What did Larry learn? I’m giving nothing away by quoting him — you know what he learned. It’s this:
What he [the guru] taught was very simple. He taught that we are all greater than we know and that wisdom is the means to freedom. He taught that it is not essential to salvation to retire from the world, but only to renounce the self. He taught that work done with no selfish interest purifies the mind and that duties are the opportunities offered to man to sink his separate self and become one with the universal self. But it wasn’t his teaching that was so remarkable; it was the man himself, his benignity, his greatness of soul, his saintliness. His presence was a benediction. I was very happy with him. I felt that at last I had found what I wanted.
“The Razor’s Edge” was published in 1944, when the world wasn’t focused on spiritual transcendence. So you might think readers didn’t line up for this novel. Wrong. It was Maugham’s biggest hit. Twentieth Century Fox paid $250,000 — that would be $3 million in 2014 dollars — for the film rights. A smart purchase: The film made a fortune and was nominated for four Academy Awards.

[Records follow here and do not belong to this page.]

//! Retry with exponential backoff for the network-bound stages (fetch, generate, upload).

use std::fmt::Display;
use std::future::Future;
use std::time::Duration;

use tracing::warn;

/// How many times an operation is attempted and how long to wait between attempts.
///
/// The delay before retry `n` (1-based) is `initial_delay * 2^(n-1)`, capped at `max_delay`.
/// With the default policy that is 4s, 8s, 10s, 10s, ...
#[derive(Debug, Clone, Copy, PartialEq, Eq)]
pub struct RetryPolicy {
    pub max_attempts: u32,
    pub initial_delay: Duration,
    pub max_delay: Duration,
}

impl Default for RetryPolicy {
    fn default() -> Self {
        Self {
            max_attempts: 3,
            initial_delay: Duration::from_secs(4),
            max_delay: Duration::from_secs(10),
        }
    }
}

impl RetryPolicy {
    /// Same attempt bound without waiting between attempts.
    pub fn immediate(max_attempts: u32) -> Self {
        Self {
            max_attempts,
            initial_delay: Duration::ZERO,
            max_delay: Duration::ZERO,
        }
    }

    /// Delay to wait after failed attempt number `attempt` (1-based).
    pub fn delay_after(&self, attempt: u32) -> Duration {
        let exponent = attempt.saturating_sub(1).min(16);
        self.initial_delay
            .saturating_mul(1u32 << exponent)
            .min(self.max_delay)
    }
}

/// Runs `op` until it succeeds or `policy.max_attempts` attempts have failed.
///
/// `op` receives the 1-based attempt number. The last error is returned unchanged.
pub async fn retry_with_backoff<T, E, F, Fut>(
    policy: &RetryPolicy,
    operation: &str,
    mut op: F,
) -> Result<T, E>
where
    F: FnMut(u32) -> Fut,
    Fut: Future<Output = Result<T, E>>,
    E: Display,
{
    let max_attempts = policy.max_attempts.max(1);
    let mut attempt = 1;

    loop {
        match op(attempt).await {
            Ok(value) => return Ok(value),
            Err(e) if attempt >= max_attempts => return Err(e),
            Err(e) => {
                let delay = policy.delay_after(attempt);
                warn!(
                    operation,
                    attempt,
                    max_attempts,
                    delay_ms = delay.as_millis() as u64,
                    "{operation} failed: {e}; retrying"
                );
                tokio::time::sleep(delay).await;
                attempt += 1;
            }
        }
    }
}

Delicious, yes? As is the novel’s dialogue. As are the author’s descriptions; a minor character, for example, “combined irreproachable connections with notorious immorality.” And this, my favorite: “American women expect to find in their husbands a perfection that English women only hope to find in their butlers.”
In sum, 320 pages of exquisite storytelling.
Thank you, Sheila.
As veteran Butler readers know, I periodically press you to read Cakes and Ale — Maugham’s favorite — and Of Human Bondage. Seriously: if I were condemned to a desert island and given an hour to pack, the first novels I’d probably grab are Somerset Maugham’s.